> _Instructions for the task_
Search the data below for the string "from". Extract every line that contains it.

> _Material for this task_
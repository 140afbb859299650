//! Platform-specific directory paths.
//!
//! Uses XDG on Linux, standard locations on macOS/Windows.

use std::fs;
use std::path::{Path, PathBuf};

use directories::ProjectDirs;

const QUALIFIER: &str = "dev";
const ORGANIZATION: &str = "datagrid";
const APPLICATION: &str = "datagrid-console";

/// Maximum number of old log files to keep.
const MAX_OLD_LOGS: usize = 25;

const LATEST_LOG: &str = "latest.log";

fn project_dirs() -> Option<ProjectDirs> {
    ProjectDirs::from(QUALIFIER, ORGANIZATION, APPLICATION)
}

/// Get the cache directory for logs.
///
/// - Linux: `$XDG_CACHE_HOME/datagrid-console` or `~/.cache/datagrid-console`
/// - macOS: `~/Library/Caches/dev.datagrid.datagrid-console`
/// - Windows: `C:\Users\<User>\AppData\Local\datagrid\datagrid-console\cache`
pub fn cache_dir() -> Option<PathBuf> {
    project_dirs().map(|dirs| dirs.cache_dir().to_path_buf())
}

/// Get the path to the latest log file.
pub fn log_file() -> Option<PathBuf> {
    cache_dir().map(|dir| dir.join(LATEST_LOG))
}

/// Rotate logs: rename latest.log to a timestamped name, clean up old logs.
///
/// Call this at startup before creating the new log file.
pub fn rotate_logs() {
    let Some(cache) = cache_dir() else { return };
    let latest = cache.join(LATEST_LOG);

    if latest.exists() {
        let timestamp = chrono::Local::now().format("%Y%m%d_%H%M%S");
        let archived = cache.join(format!("{}.log", timestamp));
        let _ = fs::rename(&latest, &archived);
    }

    cleanup_old_logs(&cache, MAX_OLD_LOGS);
}

/// Remove archived logs, keeping only the most recent `keep`.
fn cleanup_old_logs(dir: &Path, keep: usize) {
    let Ok(entries) = fs::read_dir(dir) else { return };

    let mut logs: Vec<_> = entries
        .filter_map(|e| e.ok())
        .filter(|e| {
            let name = e.file_name();
            let name = name.to_string_lossy();
            name.ends_with(".log") && name != LATEST_LOG
        })
        .collect();

    // Oldest first
    logs.sort_by_key(|e| e.metadata().and_then(|m| m.modified()).ok());

    if logs.len() > keep {
        for entry in logs.iter().take(logs.len() - keep) {
            let _ = fs::remove_file(entry.path());
        }
    }
}
/////////////////////////////////////////////////////////////////////////////////////////////
//
// Declares the trait shared by radial basis kernels.
//
// Created on: 15 Nov 2025
//
// Copyright (c) 2025, the mincurv contributors. Licensed under the MIT License.
//
/////////////////////////////////////////////////////////////////////////////////////////////

/// A radial basis function evaluated from a squared distance.
///
/// Working from `r²` avoids a square root per pair, which matters when
/// filling dense `N×N` systems.
pub trait RadialKernel: Send + Sync {
    /// Evaluates the kernel at squared distance `r_sq`.
    fn phi_sq(&self, r_sq: f64) -> f64;

    /// Evaluates the kernel at distance `r`.
    #[inline(always)]
    fn phi(&self, r: f64) -> f64 {
        self.phi_sq(r * r)
    }
}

> _Exercise answer_
    ProjectDirs::from(QUALIFIER, ORGANIZATION, APPLICATION)
/// A radial basis function evaluated from a squared distance.
/// Working from `r²` avoids a square root per pair, which matters when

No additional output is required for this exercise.